### Task objective
Below are entries; copy exactly the lines from the one with "config.save()?;" through the one with "time. Entries whose", both included, and leave out the rest.

(Data section Opens)

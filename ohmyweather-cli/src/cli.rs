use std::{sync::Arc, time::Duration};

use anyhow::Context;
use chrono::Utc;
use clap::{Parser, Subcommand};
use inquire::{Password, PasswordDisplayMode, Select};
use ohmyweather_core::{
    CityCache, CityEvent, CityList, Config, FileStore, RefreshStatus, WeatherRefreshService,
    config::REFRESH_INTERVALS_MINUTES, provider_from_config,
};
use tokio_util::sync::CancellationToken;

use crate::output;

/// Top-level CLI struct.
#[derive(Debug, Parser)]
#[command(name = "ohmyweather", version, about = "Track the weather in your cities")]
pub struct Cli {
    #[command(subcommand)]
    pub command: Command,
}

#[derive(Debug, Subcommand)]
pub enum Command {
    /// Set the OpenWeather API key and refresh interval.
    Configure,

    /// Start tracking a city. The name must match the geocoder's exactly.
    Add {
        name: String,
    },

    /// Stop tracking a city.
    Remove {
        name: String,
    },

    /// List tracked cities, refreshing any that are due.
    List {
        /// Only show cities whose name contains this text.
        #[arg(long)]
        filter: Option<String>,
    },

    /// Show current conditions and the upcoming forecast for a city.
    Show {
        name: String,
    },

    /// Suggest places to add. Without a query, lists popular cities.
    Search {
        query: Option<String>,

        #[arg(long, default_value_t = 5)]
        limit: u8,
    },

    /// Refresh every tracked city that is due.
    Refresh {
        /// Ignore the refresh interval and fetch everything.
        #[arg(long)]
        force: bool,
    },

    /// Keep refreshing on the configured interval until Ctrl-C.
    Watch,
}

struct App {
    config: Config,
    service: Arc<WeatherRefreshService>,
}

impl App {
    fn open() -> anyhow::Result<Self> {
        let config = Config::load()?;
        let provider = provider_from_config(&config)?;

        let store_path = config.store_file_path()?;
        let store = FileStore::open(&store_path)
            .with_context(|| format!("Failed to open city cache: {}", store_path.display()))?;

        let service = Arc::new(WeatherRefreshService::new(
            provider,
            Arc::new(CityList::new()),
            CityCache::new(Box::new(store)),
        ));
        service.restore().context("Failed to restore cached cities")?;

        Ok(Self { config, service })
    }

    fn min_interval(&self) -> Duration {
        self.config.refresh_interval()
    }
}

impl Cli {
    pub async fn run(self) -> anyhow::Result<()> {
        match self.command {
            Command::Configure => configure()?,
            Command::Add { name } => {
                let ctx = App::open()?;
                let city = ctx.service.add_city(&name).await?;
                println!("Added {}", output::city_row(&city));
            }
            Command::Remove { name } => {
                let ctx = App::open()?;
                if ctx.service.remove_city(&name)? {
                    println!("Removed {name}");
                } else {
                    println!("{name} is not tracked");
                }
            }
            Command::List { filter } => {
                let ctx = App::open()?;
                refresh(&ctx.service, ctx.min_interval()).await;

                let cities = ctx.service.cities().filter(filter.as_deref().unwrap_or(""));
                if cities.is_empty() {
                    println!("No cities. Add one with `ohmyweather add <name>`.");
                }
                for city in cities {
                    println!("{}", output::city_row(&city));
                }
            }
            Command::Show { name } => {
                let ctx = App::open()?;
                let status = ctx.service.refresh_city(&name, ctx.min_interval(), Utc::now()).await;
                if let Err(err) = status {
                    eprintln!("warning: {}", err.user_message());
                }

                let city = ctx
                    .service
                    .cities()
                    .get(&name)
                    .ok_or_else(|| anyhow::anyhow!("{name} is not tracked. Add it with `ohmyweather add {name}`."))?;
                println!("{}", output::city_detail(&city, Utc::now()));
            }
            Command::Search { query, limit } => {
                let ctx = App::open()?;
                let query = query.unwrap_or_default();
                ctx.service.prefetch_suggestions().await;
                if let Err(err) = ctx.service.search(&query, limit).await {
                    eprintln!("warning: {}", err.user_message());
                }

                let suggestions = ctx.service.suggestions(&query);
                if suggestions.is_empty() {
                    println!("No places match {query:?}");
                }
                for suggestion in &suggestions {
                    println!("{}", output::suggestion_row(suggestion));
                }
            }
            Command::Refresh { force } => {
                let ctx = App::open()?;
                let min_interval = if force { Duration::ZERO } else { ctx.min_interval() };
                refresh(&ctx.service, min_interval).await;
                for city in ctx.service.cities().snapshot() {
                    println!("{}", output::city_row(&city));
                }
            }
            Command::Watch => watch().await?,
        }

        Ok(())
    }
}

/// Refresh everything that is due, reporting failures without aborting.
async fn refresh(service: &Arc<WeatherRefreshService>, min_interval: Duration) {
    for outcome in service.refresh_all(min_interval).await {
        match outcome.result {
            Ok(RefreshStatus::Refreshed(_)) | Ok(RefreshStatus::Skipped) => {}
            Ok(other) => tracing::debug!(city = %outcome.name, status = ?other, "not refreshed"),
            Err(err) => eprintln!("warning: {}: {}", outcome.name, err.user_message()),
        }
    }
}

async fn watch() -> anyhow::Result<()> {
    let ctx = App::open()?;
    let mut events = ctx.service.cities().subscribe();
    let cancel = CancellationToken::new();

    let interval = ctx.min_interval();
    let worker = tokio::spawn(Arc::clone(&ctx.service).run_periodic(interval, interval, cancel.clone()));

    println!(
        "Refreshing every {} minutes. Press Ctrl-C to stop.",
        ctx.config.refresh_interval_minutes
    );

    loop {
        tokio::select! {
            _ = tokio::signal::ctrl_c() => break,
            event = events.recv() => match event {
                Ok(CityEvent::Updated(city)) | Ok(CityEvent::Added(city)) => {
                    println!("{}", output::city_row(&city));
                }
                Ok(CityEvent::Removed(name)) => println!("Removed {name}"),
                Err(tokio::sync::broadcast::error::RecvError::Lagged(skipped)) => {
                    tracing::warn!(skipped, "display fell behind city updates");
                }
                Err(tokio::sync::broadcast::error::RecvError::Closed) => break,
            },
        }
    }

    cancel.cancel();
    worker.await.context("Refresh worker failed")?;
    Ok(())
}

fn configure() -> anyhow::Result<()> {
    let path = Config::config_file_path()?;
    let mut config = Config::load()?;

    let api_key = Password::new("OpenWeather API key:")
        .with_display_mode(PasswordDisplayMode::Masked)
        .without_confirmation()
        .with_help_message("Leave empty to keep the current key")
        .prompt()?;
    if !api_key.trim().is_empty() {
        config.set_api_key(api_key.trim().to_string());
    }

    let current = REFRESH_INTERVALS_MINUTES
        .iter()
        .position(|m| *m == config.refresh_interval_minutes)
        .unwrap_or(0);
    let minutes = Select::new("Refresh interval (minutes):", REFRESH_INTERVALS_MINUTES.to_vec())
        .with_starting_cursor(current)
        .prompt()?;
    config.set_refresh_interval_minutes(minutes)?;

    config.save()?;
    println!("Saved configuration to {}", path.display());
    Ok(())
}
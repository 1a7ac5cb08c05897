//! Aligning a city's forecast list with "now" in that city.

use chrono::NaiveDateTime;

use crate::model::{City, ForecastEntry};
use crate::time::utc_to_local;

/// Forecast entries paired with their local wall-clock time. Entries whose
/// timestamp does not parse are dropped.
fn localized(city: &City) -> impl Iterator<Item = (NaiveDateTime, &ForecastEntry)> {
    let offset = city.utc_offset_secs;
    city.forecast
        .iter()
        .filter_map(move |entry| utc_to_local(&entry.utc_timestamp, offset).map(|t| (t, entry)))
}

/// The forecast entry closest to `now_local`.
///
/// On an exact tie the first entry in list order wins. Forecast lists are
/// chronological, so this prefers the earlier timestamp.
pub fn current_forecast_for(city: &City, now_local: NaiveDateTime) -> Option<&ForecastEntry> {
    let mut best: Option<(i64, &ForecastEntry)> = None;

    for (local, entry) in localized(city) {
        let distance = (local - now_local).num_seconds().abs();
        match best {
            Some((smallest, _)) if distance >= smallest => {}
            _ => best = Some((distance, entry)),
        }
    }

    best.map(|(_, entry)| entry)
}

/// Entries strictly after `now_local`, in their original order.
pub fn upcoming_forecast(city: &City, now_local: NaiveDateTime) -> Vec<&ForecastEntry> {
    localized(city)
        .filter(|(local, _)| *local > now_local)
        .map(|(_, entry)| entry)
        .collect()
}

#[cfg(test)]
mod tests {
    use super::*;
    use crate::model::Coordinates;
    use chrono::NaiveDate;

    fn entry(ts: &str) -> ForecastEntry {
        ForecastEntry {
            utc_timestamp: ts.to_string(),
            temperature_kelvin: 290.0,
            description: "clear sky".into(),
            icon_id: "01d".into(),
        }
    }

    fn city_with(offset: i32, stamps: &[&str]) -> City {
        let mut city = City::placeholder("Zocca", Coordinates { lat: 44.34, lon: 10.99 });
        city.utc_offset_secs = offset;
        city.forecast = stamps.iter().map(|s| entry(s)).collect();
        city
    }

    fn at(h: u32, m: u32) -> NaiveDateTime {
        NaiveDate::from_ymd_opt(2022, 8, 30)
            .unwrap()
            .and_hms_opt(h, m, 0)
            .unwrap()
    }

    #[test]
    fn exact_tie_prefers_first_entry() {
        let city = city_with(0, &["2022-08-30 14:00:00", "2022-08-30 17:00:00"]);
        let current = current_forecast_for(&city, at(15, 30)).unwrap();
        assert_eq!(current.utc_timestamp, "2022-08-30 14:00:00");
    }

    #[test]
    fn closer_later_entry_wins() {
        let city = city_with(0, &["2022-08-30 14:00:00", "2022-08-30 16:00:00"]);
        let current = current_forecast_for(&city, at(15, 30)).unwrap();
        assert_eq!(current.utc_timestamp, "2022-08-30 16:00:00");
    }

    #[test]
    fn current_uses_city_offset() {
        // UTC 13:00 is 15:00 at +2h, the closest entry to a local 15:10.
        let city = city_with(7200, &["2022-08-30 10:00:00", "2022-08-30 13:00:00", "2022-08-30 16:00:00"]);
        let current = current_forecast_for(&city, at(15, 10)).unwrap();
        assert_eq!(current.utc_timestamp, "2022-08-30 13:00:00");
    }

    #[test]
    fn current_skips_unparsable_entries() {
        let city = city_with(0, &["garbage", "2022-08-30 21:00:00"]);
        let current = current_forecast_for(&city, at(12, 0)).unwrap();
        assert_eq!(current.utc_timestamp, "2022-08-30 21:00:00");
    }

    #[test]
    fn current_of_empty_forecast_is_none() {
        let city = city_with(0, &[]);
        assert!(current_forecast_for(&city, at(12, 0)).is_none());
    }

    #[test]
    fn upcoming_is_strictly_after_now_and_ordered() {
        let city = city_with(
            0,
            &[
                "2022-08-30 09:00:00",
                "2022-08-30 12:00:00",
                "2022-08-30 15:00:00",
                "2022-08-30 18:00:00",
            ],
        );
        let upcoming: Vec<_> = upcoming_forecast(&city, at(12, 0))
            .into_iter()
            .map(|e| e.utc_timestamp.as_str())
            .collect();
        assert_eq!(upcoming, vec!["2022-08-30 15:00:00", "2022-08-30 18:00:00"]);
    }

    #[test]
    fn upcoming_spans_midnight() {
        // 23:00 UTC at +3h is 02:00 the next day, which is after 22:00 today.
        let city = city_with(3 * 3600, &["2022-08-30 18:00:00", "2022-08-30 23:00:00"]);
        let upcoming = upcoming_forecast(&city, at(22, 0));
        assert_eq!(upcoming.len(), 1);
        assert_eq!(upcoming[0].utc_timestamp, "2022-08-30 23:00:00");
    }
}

(Data section Closes)

### Result of this task
    config.save()?;
    println!("Saved configuration to {}", path.display());
    Ok(())
}
repository 1a7ac5cb08c05897
//! Aligning a city's forecast list with "now" in that city.

use chrono::NaiveDateTime;

use crate::model::{City, ForecastEntry};
use crate::time::utc_to_local;

/// Forecast entries paired with their local wall-clock time. Entries whose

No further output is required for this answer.